- **PROBLEM REQUIREMENTS**:
For the listing that follows, give again exactly the lines from the one with "every match, shared" to the one with "Returns the cached", including both.

- **DATA**:

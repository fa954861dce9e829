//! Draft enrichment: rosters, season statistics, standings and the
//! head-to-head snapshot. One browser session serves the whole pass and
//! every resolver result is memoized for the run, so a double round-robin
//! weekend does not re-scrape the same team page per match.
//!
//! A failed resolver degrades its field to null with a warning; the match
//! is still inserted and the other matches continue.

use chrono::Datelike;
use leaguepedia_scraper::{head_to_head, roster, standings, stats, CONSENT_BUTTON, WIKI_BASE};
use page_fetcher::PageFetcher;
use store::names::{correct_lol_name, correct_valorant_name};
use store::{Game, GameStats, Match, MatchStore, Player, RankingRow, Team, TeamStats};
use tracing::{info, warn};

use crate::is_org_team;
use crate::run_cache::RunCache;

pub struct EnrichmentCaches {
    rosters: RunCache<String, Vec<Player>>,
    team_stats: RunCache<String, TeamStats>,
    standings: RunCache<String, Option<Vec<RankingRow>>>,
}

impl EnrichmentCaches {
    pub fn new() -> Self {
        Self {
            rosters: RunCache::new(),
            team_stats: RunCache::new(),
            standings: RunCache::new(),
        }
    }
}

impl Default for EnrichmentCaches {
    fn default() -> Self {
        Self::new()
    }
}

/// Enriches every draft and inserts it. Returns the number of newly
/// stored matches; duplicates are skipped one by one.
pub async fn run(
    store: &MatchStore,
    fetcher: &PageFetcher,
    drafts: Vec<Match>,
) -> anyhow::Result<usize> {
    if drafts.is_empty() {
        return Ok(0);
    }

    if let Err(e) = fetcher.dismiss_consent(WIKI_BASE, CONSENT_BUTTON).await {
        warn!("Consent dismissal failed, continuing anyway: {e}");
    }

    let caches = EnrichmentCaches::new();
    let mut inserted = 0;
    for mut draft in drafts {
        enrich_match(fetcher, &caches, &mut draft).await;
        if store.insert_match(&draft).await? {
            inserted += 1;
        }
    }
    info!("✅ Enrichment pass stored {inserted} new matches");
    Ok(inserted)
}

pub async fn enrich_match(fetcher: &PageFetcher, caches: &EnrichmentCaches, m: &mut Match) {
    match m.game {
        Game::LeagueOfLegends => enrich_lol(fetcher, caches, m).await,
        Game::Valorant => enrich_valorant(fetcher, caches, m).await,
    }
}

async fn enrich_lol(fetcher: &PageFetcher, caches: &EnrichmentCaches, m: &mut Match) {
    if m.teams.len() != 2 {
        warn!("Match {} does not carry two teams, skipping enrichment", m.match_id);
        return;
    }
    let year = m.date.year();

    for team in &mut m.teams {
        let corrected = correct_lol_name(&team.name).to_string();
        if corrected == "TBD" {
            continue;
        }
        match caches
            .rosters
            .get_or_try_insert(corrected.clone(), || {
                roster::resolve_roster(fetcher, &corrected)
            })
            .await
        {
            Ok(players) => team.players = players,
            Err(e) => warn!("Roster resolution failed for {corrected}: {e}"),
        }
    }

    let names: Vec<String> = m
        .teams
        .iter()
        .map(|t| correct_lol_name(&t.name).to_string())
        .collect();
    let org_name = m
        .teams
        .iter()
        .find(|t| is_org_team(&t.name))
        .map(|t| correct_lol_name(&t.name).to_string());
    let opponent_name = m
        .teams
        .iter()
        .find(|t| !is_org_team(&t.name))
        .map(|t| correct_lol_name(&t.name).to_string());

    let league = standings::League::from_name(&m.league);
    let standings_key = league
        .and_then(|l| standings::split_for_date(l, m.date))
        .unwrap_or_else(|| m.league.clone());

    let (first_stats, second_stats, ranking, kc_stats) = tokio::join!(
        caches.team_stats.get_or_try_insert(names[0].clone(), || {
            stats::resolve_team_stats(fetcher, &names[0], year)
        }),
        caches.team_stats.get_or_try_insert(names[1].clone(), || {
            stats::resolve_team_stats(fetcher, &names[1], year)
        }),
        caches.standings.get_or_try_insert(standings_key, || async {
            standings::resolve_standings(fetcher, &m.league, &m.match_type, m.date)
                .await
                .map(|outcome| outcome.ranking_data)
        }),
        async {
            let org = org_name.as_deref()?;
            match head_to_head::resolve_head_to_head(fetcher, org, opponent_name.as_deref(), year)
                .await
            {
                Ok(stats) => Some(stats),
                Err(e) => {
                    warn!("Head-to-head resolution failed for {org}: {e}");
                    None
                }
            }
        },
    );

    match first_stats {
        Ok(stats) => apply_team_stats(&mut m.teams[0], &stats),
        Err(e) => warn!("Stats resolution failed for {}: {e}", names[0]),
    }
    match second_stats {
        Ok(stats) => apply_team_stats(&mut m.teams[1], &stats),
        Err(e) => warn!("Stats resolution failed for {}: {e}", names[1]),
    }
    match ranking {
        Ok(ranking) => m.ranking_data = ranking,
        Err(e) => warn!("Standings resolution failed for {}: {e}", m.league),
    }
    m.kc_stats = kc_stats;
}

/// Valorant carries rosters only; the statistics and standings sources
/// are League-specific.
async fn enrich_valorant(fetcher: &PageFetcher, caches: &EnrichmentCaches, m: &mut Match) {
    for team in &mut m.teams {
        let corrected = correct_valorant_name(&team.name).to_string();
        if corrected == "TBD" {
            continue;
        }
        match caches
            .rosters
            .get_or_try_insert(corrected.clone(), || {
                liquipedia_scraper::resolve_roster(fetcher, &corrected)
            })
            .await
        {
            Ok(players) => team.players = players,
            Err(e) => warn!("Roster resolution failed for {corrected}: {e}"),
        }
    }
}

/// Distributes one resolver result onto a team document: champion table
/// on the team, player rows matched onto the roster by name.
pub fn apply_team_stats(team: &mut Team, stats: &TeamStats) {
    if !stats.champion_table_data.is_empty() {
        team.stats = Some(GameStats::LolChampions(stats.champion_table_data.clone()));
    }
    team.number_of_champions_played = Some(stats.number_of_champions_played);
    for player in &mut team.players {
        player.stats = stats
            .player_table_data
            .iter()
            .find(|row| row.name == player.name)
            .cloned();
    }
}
==
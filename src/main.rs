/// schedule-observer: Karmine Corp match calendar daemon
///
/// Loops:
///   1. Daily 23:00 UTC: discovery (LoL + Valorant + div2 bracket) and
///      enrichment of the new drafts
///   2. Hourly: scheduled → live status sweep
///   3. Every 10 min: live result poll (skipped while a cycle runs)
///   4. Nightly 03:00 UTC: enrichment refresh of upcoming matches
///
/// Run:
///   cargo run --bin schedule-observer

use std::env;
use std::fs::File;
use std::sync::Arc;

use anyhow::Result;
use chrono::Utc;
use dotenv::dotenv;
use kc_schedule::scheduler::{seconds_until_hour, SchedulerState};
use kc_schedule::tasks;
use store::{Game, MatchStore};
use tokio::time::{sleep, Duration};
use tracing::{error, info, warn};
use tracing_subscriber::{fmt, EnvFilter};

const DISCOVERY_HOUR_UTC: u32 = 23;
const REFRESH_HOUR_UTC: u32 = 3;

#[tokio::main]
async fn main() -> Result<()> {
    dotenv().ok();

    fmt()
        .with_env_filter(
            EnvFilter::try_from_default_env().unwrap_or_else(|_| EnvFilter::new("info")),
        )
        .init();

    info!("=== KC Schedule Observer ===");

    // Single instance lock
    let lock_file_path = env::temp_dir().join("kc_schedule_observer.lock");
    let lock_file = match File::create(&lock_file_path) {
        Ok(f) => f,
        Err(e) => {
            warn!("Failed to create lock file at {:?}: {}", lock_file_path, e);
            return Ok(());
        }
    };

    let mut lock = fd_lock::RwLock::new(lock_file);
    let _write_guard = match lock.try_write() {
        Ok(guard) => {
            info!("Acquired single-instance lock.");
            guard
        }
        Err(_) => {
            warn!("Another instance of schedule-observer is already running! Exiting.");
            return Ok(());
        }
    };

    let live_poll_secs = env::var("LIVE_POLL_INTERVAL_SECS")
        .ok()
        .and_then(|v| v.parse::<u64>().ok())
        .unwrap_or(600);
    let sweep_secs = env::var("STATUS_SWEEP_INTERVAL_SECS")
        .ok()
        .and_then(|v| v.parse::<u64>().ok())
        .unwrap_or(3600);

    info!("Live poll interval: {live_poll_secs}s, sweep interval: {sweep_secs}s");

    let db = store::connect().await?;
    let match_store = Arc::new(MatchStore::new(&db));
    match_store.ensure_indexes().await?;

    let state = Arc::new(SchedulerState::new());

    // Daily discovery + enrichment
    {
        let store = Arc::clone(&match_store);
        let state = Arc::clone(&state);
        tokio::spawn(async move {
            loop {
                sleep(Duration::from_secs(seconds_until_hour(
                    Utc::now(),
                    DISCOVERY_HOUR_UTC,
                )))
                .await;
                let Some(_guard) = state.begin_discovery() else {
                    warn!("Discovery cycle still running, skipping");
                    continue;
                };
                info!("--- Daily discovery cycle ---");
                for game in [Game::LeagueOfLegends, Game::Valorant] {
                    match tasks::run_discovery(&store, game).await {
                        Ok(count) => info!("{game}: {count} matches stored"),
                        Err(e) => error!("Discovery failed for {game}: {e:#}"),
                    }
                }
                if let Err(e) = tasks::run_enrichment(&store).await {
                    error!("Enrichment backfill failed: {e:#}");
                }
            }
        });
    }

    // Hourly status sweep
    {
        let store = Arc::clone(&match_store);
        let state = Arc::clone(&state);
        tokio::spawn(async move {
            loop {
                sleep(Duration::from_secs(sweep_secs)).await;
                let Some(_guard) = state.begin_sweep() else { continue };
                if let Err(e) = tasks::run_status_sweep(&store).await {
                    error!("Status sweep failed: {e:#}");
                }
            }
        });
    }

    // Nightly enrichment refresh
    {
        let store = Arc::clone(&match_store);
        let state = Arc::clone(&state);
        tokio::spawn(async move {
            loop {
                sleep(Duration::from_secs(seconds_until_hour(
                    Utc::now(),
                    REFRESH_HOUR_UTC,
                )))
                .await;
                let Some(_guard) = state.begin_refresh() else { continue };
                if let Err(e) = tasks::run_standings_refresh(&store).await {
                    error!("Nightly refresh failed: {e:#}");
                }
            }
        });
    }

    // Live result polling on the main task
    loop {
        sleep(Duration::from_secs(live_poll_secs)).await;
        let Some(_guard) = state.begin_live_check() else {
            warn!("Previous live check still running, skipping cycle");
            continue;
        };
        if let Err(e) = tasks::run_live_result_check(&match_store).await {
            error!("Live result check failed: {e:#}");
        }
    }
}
--
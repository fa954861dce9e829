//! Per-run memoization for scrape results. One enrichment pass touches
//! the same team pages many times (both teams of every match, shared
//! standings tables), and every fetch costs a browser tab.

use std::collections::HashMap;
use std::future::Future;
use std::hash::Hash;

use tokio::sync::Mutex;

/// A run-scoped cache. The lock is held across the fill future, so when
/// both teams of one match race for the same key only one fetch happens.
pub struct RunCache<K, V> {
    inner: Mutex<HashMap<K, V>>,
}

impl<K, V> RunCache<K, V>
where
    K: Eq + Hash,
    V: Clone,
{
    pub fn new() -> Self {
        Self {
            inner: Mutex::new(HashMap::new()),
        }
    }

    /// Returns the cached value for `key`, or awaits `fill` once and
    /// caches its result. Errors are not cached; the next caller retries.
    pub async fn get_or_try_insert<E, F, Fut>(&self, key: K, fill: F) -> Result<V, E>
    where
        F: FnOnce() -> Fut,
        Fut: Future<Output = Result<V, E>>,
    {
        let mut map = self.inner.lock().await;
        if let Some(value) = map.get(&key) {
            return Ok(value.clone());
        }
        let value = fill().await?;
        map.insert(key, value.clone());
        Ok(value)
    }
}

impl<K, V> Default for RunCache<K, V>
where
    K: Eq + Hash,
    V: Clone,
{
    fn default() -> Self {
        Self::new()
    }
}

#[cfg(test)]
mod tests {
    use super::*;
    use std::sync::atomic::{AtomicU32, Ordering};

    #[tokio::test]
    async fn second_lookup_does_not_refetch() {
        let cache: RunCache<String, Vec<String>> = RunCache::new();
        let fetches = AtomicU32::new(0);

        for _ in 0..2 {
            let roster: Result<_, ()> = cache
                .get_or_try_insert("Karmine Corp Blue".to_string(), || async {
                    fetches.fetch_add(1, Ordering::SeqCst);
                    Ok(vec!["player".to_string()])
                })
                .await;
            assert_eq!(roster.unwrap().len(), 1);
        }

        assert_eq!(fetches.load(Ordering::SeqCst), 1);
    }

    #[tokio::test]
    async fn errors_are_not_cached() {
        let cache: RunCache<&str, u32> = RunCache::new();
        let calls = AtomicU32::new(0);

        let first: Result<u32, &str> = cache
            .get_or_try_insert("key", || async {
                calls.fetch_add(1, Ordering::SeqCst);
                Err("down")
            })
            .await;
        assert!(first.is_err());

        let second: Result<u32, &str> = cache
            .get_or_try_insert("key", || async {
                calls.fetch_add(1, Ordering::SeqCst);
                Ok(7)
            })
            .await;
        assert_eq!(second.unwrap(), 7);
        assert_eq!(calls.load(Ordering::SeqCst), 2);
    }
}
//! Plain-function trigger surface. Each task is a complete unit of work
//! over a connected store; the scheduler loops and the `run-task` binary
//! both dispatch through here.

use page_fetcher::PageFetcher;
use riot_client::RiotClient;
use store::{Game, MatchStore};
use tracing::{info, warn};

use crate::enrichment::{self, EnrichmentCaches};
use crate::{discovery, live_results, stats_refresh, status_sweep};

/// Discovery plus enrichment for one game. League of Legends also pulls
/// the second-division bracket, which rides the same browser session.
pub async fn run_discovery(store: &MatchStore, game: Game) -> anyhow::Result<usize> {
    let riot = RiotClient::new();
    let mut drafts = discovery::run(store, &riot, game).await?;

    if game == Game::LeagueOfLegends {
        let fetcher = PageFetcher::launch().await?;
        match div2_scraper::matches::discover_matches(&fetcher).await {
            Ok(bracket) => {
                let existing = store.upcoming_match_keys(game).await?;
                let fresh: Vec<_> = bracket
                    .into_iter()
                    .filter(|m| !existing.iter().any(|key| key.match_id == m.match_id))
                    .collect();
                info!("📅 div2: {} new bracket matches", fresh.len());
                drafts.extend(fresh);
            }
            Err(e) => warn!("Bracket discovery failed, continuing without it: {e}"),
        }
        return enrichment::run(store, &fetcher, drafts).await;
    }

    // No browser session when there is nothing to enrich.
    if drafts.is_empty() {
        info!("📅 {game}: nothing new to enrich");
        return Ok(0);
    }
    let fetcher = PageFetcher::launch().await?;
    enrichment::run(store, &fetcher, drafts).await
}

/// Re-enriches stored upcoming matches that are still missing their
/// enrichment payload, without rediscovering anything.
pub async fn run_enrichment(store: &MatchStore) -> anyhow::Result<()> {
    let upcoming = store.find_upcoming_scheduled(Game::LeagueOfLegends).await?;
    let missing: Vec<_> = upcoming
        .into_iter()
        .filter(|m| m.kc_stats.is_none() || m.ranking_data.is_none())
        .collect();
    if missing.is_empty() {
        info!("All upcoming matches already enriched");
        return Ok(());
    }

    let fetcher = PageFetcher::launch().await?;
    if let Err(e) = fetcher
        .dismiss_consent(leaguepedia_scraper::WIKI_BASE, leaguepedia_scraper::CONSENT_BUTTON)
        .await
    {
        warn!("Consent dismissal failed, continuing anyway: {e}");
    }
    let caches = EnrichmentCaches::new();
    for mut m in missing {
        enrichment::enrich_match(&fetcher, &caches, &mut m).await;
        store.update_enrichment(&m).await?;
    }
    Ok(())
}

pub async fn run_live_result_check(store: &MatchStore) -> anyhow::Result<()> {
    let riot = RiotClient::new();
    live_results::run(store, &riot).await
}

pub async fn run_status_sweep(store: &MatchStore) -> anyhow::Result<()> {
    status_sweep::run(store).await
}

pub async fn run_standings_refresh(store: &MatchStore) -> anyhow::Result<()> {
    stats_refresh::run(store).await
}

- **SOLUTION TO THE PROBLEM**:
//! the same team pages many times (both teams of every match, shared
//! standings tables), and every fetch costs a browser tab.

use std::collections::HashMap;
use std::future::Future;
use std::hash::Hash;

use tokio::sync::Mutex;

/// A run-scoped cache. The lock is held across the fill future, so when
/// both teams of one match race for the same key only one fetch happens.
pub struct RunCache<K, V> {
    inner: Mutex<HashMap<K, V>>,
}

impl<K, V> RunCache<K, V>
where
    K: Eq + Hash,
    V: Clone,
{
    pub fn new() -> Self {
        Self {
            inner: Mutex::new(HashMap::new()),
        }
    }

    /// Returns the cached value for `key`, or awaits `fill` once and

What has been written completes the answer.